== Task material ==

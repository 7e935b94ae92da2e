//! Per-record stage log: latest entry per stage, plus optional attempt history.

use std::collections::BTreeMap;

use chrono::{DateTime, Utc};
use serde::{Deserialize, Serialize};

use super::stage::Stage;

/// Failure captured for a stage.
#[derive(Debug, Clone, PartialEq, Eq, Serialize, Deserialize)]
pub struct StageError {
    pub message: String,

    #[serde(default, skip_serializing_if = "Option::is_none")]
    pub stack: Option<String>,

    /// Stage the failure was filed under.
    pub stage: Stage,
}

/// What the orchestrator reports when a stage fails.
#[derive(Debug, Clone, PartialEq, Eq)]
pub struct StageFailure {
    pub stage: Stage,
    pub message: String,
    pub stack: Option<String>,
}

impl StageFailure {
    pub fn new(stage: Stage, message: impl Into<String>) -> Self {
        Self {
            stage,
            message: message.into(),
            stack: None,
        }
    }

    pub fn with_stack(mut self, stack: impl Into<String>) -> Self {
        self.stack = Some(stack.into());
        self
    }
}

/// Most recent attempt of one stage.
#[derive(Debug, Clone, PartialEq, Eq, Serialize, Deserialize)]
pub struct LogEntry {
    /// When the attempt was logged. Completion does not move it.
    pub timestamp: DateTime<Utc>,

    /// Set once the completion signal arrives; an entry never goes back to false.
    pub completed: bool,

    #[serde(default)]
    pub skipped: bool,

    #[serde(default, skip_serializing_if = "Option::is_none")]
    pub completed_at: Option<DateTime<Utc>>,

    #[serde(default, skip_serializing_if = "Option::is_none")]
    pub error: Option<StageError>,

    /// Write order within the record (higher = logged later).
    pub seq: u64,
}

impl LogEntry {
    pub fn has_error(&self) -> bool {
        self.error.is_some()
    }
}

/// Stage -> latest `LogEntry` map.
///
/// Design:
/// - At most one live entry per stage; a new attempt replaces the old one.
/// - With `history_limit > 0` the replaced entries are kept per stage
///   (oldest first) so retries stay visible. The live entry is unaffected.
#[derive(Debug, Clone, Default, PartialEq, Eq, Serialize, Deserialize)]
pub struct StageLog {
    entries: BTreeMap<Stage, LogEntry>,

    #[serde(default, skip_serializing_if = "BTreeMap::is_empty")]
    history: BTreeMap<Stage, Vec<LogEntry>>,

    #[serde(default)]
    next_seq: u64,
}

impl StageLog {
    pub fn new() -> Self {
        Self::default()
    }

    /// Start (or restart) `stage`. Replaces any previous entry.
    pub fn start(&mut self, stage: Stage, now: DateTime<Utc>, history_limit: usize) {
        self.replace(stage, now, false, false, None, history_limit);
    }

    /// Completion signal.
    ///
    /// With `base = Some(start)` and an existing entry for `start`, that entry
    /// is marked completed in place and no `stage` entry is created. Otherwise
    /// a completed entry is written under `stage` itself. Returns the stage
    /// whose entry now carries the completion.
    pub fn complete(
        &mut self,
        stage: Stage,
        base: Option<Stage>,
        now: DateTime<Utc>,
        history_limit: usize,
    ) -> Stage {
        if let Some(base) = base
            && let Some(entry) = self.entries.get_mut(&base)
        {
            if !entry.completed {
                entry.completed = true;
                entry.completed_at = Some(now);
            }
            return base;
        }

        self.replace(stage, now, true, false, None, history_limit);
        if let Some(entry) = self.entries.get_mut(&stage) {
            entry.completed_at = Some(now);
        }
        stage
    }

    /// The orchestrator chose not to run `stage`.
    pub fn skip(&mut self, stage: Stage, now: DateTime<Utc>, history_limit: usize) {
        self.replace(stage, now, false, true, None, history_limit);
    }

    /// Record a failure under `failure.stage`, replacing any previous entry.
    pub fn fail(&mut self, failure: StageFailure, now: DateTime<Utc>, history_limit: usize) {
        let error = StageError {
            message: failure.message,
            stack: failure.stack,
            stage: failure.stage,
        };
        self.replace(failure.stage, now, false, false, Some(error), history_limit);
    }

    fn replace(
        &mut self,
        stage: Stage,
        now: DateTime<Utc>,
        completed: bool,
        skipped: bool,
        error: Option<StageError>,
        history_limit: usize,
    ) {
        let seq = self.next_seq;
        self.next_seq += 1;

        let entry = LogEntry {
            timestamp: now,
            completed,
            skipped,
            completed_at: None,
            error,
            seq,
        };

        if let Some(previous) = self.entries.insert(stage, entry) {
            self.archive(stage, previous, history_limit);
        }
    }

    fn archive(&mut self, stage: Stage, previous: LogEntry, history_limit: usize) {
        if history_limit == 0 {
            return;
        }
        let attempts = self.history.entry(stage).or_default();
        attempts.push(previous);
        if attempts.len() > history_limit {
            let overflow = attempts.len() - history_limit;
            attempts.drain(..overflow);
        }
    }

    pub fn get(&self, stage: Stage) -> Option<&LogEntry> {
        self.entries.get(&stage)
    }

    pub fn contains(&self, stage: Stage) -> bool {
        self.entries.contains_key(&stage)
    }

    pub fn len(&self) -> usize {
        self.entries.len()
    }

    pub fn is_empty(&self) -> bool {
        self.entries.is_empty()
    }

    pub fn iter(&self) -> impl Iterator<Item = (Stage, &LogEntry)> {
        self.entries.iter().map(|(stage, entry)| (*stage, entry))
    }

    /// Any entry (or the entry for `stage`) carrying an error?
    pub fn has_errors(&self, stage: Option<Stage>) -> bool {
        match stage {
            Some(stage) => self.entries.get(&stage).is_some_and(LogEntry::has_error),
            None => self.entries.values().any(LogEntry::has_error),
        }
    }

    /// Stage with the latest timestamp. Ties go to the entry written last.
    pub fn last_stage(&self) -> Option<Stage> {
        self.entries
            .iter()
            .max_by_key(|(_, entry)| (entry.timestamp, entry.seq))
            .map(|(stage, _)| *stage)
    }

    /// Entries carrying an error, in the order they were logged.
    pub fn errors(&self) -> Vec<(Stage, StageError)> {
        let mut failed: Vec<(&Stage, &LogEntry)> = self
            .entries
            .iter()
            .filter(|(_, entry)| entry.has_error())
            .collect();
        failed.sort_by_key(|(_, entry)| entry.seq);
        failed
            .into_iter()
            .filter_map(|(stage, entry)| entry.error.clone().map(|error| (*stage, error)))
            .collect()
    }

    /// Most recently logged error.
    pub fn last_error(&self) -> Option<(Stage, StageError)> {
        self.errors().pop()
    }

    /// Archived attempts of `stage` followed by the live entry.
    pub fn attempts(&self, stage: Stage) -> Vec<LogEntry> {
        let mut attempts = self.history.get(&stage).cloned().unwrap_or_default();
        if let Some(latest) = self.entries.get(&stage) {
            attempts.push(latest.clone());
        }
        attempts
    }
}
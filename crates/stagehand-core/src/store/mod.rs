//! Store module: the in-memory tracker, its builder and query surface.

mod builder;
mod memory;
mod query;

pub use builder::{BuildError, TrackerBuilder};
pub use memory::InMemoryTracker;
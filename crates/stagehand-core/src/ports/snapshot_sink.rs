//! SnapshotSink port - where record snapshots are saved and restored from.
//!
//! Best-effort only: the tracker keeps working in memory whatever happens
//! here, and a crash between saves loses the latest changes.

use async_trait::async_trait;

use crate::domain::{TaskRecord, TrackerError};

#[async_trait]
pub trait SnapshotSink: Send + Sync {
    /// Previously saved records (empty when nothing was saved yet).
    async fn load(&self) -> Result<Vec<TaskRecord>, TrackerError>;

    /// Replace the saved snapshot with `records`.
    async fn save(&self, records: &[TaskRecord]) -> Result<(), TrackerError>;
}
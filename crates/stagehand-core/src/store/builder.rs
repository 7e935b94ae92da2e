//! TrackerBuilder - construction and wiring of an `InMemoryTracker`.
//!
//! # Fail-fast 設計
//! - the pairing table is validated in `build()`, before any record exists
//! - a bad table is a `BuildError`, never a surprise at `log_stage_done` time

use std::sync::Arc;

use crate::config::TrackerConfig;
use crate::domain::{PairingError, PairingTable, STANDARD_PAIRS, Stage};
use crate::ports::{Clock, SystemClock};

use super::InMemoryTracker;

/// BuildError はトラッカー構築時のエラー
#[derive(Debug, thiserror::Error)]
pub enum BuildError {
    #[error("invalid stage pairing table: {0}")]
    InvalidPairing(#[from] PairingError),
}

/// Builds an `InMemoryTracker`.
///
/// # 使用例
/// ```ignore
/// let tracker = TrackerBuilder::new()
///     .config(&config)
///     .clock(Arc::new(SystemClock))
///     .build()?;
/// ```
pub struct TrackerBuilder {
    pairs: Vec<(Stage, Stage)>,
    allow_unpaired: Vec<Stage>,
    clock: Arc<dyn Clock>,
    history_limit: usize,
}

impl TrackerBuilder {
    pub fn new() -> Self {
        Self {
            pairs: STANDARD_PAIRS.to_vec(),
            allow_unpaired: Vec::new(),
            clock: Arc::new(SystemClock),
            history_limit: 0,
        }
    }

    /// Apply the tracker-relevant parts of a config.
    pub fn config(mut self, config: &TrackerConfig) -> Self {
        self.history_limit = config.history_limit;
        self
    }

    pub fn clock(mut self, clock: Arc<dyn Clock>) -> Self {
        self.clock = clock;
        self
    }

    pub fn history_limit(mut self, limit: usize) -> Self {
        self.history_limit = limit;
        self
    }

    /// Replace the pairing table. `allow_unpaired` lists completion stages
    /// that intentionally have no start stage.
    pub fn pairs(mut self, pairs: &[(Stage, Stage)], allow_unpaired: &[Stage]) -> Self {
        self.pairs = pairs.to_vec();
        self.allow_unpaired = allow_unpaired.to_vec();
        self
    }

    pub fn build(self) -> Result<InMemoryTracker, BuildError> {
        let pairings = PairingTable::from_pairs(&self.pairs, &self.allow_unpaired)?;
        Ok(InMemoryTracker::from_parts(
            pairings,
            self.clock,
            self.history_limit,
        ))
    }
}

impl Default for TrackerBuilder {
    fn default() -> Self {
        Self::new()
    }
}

===

# What is needed
The answer is the lines above between the line holding "# Fail-fast 設計" and the line holding "use super::InMemoryTracker;", inclusive, each written out exactly, and no others.

# Written answer
//! # Fail-fast 設計
//! - the pairing table is validated in `build()`, before any record exists
//! - a bad table is a `BuildError`, never a surprise at `log_stage_done` time

use std::sync::Arc;

use crate::config::TrackerConfig;
use crate::domain::{PairingError, PairingTable, STANDARD_PAIRS, Stage};
use crate::ports::{Clock, SystemClock};

use super::InMemoryTracker;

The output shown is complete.